I don’t know if it’s just me but doesn’t a huge value of LLMs for the general population necessitate all 3 of the circles?

Having just 2 circles requires a person in the loop, and that person will still need knowledge and experience and a low enough throughput to meaningfully action the workload otherwise they would just rubber stamp everything (which is essentially the 3rd circle with extra steps)

mercer 2 hours ago

wouldn't that still add a lot of value, where the person in the loop (sadly, usually) becomes little more than the verifier, but can process a lot more work?
Anecdotally what I'm hearing is that this is pretty much how LLMs are helping programmers get more done, including the work being less enjoyable because it involves more verification and rubber-stamping.
For the business owner, it doesn't matter that the nature of the work has changed, as long as that one person can get more work done. Even worse, the business owner probably doesn't care as much about the quality of the resulting work, as long as it works.
I'm reminded of how much of my work has involved implementing solutions that took less careful thought, where even when I outlined the drawbacks, the owner wanted it done the quick way. And if the problems arose, often quite a bit later, it was as if they hadn't made that initial decision in the first place.
For my personal tinkering, I've all but defaulted to the LLMs returning suggested actions at logical points in the workflow, leaving me to confirm or cancel whatever it came up with. this definitely still makes the process faster, just not as magically automatic.
pprotas 3 hours ago

The HITL is needed to pin the accountability on an employee you can fire
- ares623 3 hours ago
  
  Yeah that seems likely. But still even in that dystopian scenario, the incentives of the human will lead them to go through the back log very thoroughly, which IMO defeats the productivity gains.
  Maybe there will still be some productivity gains even with the human being the bottleneck? Or the humans can be scaled out and parallelized more easily?
- boxed 3 hours ago
  
  Given the incentives here, I'd bet this is mathematically identical to throwing dice and firing people.

kubb 2 hours ago

I’m sorry, what kind of rule is that? How does it guarantee security?

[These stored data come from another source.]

//! # Schema Validation
//!
//! The minimal validator the contract layer depends on: check a JSON value
//! against a declared shape and produce either a normalized value or
//! field-level issues.
//!
//! Normalization covers three things. Numeric and boolean strings coerce
//! to their typed form (path and query values always arrive as strings),
//! declared defaults fill absent optional fields, and unknown object keys
//! are stripped from the output.
//!
//! ## Design Principles (SOLID)
//!
//! - **S**: Each kind checks one shape; issue bookkeeping stays in
//!   `validation`
//! - **O**: New kinds extend the enum without touching callers
//! - **D**: Callers see `parse` only, never the per-kind walkers

use crate::validation::Issue;
use serde_json::{Map, Value};

/// Declarative shape for one contract value
#[derive(Debug, Clone)]
pub struct Schema {
    kind: SchemaKind,
}

#[derive(Debug, Clone)]
enum SchemaKind {
    String {
        min_len: Option<usize>,
        max_len: Option<usize>,
    },
    Integer {
        min: Option<i64>,
        max: Option<i64>,
    },
    Float,
    Boolean,
    Object {
        fields: Vec<Field>,
    },
    Array {
        item: Box<Schema>,
    },
}

/// One named member of an object schema
#[derive(Debug, Clone)]
pub struct Field {
    name: String,
    schema: Schema,
    required: bool,
    default: Option<Value>,
}

impl Field {
    /// A field that must be present
    pub fn required(name: impl Into<String>, schema: Schema) -> Self {
        Self {
            name: name.into(),
            schema,
            required: true,
            default: None,
        }
    }

    /// A field that may be absent; absent means absent from the output too
    pub fn optional(name: impl Into<String>, schema: Schema) -> Self {
        Self {
            name: name.into(),
            schema,
            required: false,
            default: None,
        }
    }

    /// Value substituted when the field is absent from the input
    #[must_use]
    pub fn with_default(mut self, value: Value) -> Self {
        self.default = Some(value);
        self
    }
}

impl Schema {
    /// A string value
    #[must_use]
    pub fn string() -> Self {
        Self {
            kind: SchemaKind::String {
                min_len: None,
                max_len: None,
            },
        }
    }

    /// An integer value; numeric strings coerce
    #[must_use]
    pub fn integer() -> Self {
        Self {
            kind: SchemaKind::Integer {
                min: None,
                max: None,
            },
        }
    }

    /// A floating-point value; numeric strings coerce
    #[must_use]
    pub fn float() -> Self {
        Self { kind: SchemaKind::Float }
    }

    /// A boolean value; "true"/"false"/"1"/"0"/"yes"/"no" strings coerce
    #[must_use]
    pub fn boolean() -> Self {
        Self {
            kind: SchemaKind::Boolean,
        }
    }

    /// An object with the given fields; unknown keys are stripped
    #[must_use]
    pub fn object(fields: Vec<Field>) -> Self {
        Self {
            kind: SchemaKind::Object { fields },
        }
    }

    /// An array whose items all match `item`
    #[must_use]
    pub fn array(item: Self) -> Self {
        Self {
            kind: SchemaKind::Array {
                item: Box::new(item),
            },
        }
    }

    /// Minimum character count; only meaningful on string schemas
    #[must_use]
    pub fn min_length(mut self, n: usize) -> Self {
        if let SchemaKind::String { min_len, .. } = &mut self.kind {
            *min_len = Some(n);
        }
        self
    }

    /// Maximum character count; only meaningful on string schemas
    #[must_use]
    pub fn max_length(mut self, n: usize) -> Self {
        if let SchemaKind::String { max_len, .. } = &mut self.kind {
            *max_len = Some(n);
        }
        self
    }

    /// Inclusive lower bound; only meaningful on integer schemas
    #[must_use]
    pub fn min(mut self, n: i64) -> Self {
        if let SchemaKind::Integer { min, .. } = &mut self.kind {
            *min = Some(n);
        }
        self
    }

    /// Inclusive upper bound; only meaningful on integer schemas
    #[must_use]
    pub fn max(mut self, n: i64) -> Self {
        if let SchemaKind::Integer { max, .. } = &mut self.kind {
            *max = Some(n);
        }
        self
    }

    /// Validate `input`, returning the normalized value or every issue
    /// found.
    ///
    /// # Errors
    ///
    /// Returns the collected [`Issue`]s when the input does not satisfy
    /// this schema.
    pub fn parse(&self, input: &Value) -> Result<Value, Vec<Issue>> {
        let mut issues = Vec::new();
        let mut path = Vec::new();
        let out = self.check(input, &mut path, &mut issues);
        if issues.is_empty() {
            Ok(out.unwrap_or(Value::Null))
        } else {
            Err(issues)
        }
    }

    /// Walk one value. Returns the normalized value, or `None` after
    /// recording at least one issue.
    fn check(
        &self,
        input: &Value,
        path: &mut Vec<String>,
        issues: &mut Vec<Issue>,
    ) -> Option<Value> {
        match &self.kind {
            SchemaKind::String { min_len, max_len } => {
                let Value::String(s) = input else {
                    issues.push(Issue::new(path.clone(), "expected a string"));
                    return None;
                };
                let chars = s.chars().count();
                if let Some(min) = min_len {
                    if chars < *min {
                        issues.push(Issue::new(
                            path.clone(),
                            format!("must be at least {min} characters"),
                        ));
                        return None;
                    }
                }
                if let Some(max) = max_len {
                    if chars > *max {
                        issues.push(Issue::new(
                            path.clone(),
                            format!("must be at most {max} characters"),
                        ));
                        return None;
                    }
                }
                Some(Value::String(s.clone()))
            }
            SchemaKind::Integer { min, max } => {
                let parsed = match input {
                    Value::Number(n) => n.as_i64(),
                    Value::String(s) => s.parse::<i64>().ok(),
                    _ => None,
                };
                let Some(i) = parsed else {
                    issues.push(Issue::new(path.clone(), "expected an integer"));
                    return None;
                };
                if let Some(lo) = min {
                    if i < *lo {
                        issues.push(Issue::new(path.clone(), format!("must be at least {lo}")));
                        return None;
                    }
                }
                if let Some(hi) = max {
                    if i > *hi {
                        issues.push(Issue::new(path.clone(), format!("must be at most {hi}")));
                        return None;
                    }
                }
                Some(Value::from(i))
            }
            SchemaKind::Float => {
                let parsed = match input {
                    Value::Number(n) => n.as_f64(),
                    Value::String(s) => s.parse::<f64>().ok(),
                    _ => None,
                };
                let Some(f) = parsed else {
                    issues.push(Issue::new(path.clone(), "expected a number"));
                    return None;
                };
                Some(Value::from(f))
            }
            SchemaKind::Boolean => {
                let parsed = match input {
                    Value::Bool(b) => Some(*b),
                    Value::String(s) => match s.to_lowercase().as_str() {
                        "true" | "1" | "yes" => Some(true),
                        "false" | "0" | "no" => Some(false),
                        _ => None,
                    },
                    _ => None,
                };
                let Some(b) = parsed else {
                    issues.push(Issue::new(path.clone(), "expected a boolean"));
                    return None;
                };
                Some(Value::Bool(b))
            }
            SchemaKind::Object { fields } => {
                let Value::Object(map) = input else {
                    issues.push(Issue::new(path.clone(), "expected an object"));
                    return None;
                };
                let mut out = Map::new();
                for field in fields {
                    match map.get(&field.name) {
                        Some(value) => {
                            path.push(field.name.clone());
                            if let Some(parsed) = field.schema.check(value, path, issues) {
                                out.insert(field.name.clone(), parsed);
                            }
                            path.pop();
                        }
                        None => {
                            if let Some(default) = &field.default {
                                out.insert(field.name.clone(), default.clone());
                            } else if field.required {
                                let mut field_path = path.clone();
                                field_path.push(field.name.clone());
                                issues.push(Issue::new(field_path, "is required"));
                            }
                        }
                    }
                }
                // Unknown keys never reach `out`: stripped by construction.
                Some(Value::Object(out))
            }
            SchemaKind::Array { item } => {
                let Value::Array(items) = input else {
                    issues.push(Issue::new(path.clone(), "expected an array"));
                    return None;
                };
                let mut out = Vec::with_capacity(items.len());
                for (index, value) in items.iter().enumerate() {
                    path.push(index.to_string());
                    if let Some(parsed) = item.check(value, path, issues) {
                        out.push(parsed);
                    }
                    path.pop();
                }
                Some(Value::Array(out))
            }
        }
    }
}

It sounds like we’re making things up at this point.

bawolff 5 minutes ago

It kind of sounds like a weak version of airgapping. If you cant persist state, access private data, or exfiltrate data, there is not much point to jailbreaking the llm.
However, its deeply unsatisying in the same way that securing your laptop by not turning it on, is.

r0x0r007 2 hours ago

Nice, why don't we apply the same principles to our regular applications? Ooh, right, cause we couldn't use them and a whole industry got created that's called cybersecurity and it's supposed to be consulted BEFORE releasing privacy nightmares and using them. But hey, regular applications can't come up with cool poems.